`We've Got to Start Talking'
YOU may foolishly believe it's time to end the cold war and get on with the business of establishing truly friendly relations with the Soviet Union. But the AFL-CIO knows better. The labor federation knows, for instance, that we must be protected from contamination by Soviet trade unionists. It's not clear what mischief they might cause should they be allowed to visit the United States as politicians. But surely it is great mischief they threaten, given the AFL-CIO's continued insistence that they be kept out and the federal government's agreement to the demand.

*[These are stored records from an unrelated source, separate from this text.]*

use anyhow::Result;
use awslite_core::{Context, Credential};
use awslite_http_send_reqwest::ReqwestHttpSend;
use awslite_s3::S3Client;
use bytes::Bytes;

#[tokio::main]
async fn main() -> Result<()> {
    env_logger::init();

    let endpoint = std::env::var("AWSLITE_S3_ENDPOINT")
        .unwrap_or_else(|_| "https://s3.us-east-1.amazonaws.com".to_string());
    let region = std::env::var("AWSLITE_REGION").unwrap_or_else(|_| "us-east-1".to_string());

    let mut credential = Credential::new(
        &std::env::var("AWS_ACCESS_KEY_ID")?,
        &std::env::var("AWS_SECRET_ACCESS_KEY")?,
    );
    if let Ok(token) = std::env::var("AWS_SESSION_TOKEN") {
        credential = credential.with_session_token(&token);
    }

    let ctx = Context::new().with_http_send(ReqwestHttpSend::default());
    let client = S3Client::new(ctx, &endpoint, &region, credential)?;

    println!("Buckets:");
    let resp = client.list_buckets().await?;
    for bucket in &resp.buckets.bucket {
        println!("  {}\t{}", bucket.creation_date, bucket.name);
    }

    if let Some(bucket) = std::env::args().nth(1) {
        println!("Uploading demo object to {bucket}...");
        client
            .put_object(&bucket, "awslite-demo", Bytes::from_static(b"Hello, S3!"))
            .await?;
        let body = client.get_object(&bucket, "awslite-demo").await?;
        println!("Read back: {}", String::from_utf8_lossy(&body));
        client.delete_object(&bucket, "awslite-demo").await?;
    }

    Ok(())
}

At one time the government denied entry to virtually any official visitors from the USSR and its satellites. That was done under provisions of that coldest of cold-war legislation, the McCarran-Walter Act, which called for exclusion of several categories of supposed subversives. Included were Communist Party officials and representatives of any organization controlled by the Communist Party. The law remains on the books, but with an amendment that allows the State Department to grant waivers and thus issue visas to people in the categories listed for exclusion - with one exception. Under heavy pressure from the AFL-CIO, Congress exempted ``representatives of purported trade unions in countries where they are in fact instruments of a totalitarian state.''
In practice that has meant that although the State Department has almost automatically issued visas to every other communist who has sought entry, it has denied visas to every one of the hundreds of Soviet and Eastern European trade unionists who have sought to meet with US trade unionists.
Jimmy Carter tried to change the policy in accord with his belief in promoting a freer flow of ideas and people between East and West. But complaints from the zealous anti-communists of the AFL-CIO forced him to back off quickly. His successor, Ronald Reagan, eagerly supported the AFL-CIO's position, despite his otherwise staunch opposition to the labor federation. President Bush has been as supportive.
The AFL-CIO, it's clear, is still fighting the cold war. As AFL-CIO president Lane Kirkland said, ``We have never shared in the illusions of d'etente that periodically grip businessmen, journalists, academicians, and politicians of both parties.''
Delegates to the federation's most recent national convention backed Mr. Kirkland by adopting a resolution that reiterated their opposition to contact with unions in communist nations.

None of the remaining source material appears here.